PROBLEM DETAILS:
The exercise calls for every entry that follows to be repeated exactly.

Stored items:
↓↓↓

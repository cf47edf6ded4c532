//! Sicherungen der SQLite-Datenbank via `VACUUM INTO`
//!
//! `VACUUM INTO` schreibt eine konsistente Kopie waehrend der Pool
//! weiterlaeuft, auch im WAL-Modus.

use chrono::Utc;
use std::path::{Path, PathBuf};
use tracing::info;

use crate::repository::DbResult;
use crate::sqlite::pool::SqliteDb;

impl SqliteDb {
    /// Schreibt eine Sicherung nach `verzeichnis/backup_<zeitstempel>.db`
    pub async fn sicherung_erstellen(&self, verzeichnis: &Path) -> DbResult<PathBuf> {
        tokio::fs::create_dir_all(verzeichnis).await?;

        let dateiname = format!("backup_{}.db", Utc::now().format("%Y%m%d%H%M%S%3f"));
        let ziel = verzeichnis.join(dateiname);

        sqlx::query("VACUUM INTO ?")
            .bind(ziel.to_string_lossy().into_owned())
            .execute(&self.pool)
            .await?;

        info!(datei = %ziel.display(), "Datenbank gesichert");
        Ok(ziel)
    }
}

↑↑↑

ANSWER BOX:
repository cf47edf6ded4c532
//! Sicherungen der SQLite-Datenbank via `VACUUM INTO`
//!
//! `VACUUM INTO` schreibt eine konsistente Kopie waehrend der Pool
//! weiterlaeuft, auch im WAL-Modus.

use chrono::Utc;
use std::path::{Path, PathBuf};
use tracing::info;

use crate::repository::DbResult;
use crate::sqlite::pool::SqliteDb;

impl SqliteDb {
    /// Schreibt eine Sicherung nach `verzeichnis/backup_<zeitstempel>.db`
    pub async fn sicherung_erstellen(&self, verzeichnis: &Path) -> DbResult<PathBuf> {
        tokio::fs::create_dir_all(verzeichnis).await?;

        let dateiname = format!("backup_{}.db", Utc::now().format("%Y%m%d%H%M%S%3f"));
        let ziel = verzeichnis.join(dateiname);

        sqlx::query("VACUUM INTO ?")
            .bind(ziel.to_string_lossy().into_owned())
            .execute(&self.pool)
            .await?;

        info!(datei = %ziel.display(), "Datenbank gesichert");
        Ok(ziel)
    }
}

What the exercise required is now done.